(Data items)
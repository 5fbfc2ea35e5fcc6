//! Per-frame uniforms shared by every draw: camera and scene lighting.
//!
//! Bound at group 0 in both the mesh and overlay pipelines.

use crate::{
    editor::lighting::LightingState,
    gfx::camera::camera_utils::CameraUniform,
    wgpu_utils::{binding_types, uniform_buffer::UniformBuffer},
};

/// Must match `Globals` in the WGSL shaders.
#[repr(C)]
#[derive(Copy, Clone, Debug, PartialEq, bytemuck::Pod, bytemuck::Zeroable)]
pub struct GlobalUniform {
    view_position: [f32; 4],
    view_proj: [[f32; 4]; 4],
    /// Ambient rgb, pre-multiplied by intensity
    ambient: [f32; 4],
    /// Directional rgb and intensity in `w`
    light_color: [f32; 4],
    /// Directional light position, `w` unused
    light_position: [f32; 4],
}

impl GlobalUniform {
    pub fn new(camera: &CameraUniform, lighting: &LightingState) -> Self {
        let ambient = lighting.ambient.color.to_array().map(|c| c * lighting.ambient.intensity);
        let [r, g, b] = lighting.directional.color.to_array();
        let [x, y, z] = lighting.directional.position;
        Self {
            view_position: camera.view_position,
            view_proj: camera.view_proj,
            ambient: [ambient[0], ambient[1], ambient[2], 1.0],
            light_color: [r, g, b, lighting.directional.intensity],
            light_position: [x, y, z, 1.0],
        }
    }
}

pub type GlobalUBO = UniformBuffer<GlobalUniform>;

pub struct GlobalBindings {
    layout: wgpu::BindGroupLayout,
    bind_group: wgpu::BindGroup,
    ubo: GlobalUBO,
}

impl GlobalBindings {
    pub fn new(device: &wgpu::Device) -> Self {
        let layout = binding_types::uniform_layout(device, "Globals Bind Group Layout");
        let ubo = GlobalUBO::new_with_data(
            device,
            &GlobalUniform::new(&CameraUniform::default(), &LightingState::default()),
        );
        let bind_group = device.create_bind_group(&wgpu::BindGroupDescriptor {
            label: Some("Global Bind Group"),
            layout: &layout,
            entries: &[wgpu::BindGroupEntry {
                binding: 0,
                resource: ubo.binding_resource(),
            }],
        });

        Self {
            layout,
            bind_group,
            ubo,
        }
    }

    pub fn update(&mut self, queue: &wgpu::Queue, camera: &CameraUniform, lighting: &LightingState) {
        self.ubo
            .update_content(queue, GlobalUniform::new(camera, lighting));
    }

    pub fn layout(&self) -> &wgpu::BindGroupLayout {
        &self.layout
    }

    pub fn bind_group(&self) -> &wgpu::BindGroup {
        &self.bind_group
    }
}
...
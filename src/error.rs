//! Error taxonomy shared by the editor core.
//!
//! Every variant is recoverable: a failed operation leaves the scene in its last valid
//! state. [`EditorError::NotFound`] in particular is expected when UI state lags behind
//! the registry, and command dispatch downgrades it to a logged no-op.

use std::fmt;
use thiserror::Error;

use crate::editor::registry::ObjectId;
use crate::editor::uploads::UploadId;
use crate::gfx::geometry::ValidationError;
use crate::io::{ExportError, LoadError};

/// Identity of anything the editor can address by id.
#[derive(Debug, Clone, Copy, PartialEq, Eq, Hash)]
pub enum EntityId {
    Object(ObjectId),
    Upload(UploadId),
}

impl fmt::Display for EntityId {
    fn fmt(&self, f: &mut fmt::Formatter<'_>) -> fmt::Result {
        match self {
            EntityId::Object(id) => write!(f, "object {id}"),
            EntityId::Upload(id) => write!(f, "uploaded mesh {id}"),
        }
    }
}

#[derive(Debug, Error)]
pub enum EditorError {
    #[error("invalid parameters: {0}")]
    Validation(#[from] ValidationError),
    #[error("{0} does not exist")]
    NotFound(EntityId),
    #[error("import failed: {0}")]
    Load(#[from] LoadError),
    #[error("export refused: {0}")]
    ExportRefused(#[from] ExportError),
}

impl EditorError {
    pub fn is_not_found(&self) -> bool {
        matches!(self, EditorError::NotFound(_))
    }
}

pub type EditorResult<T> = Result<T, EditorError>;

§ **TASK TO COMPLETE**
Your answer should be a single number: the count of lines in the records that contain "shared".

§ **ANSWER TO THIS TASK**
2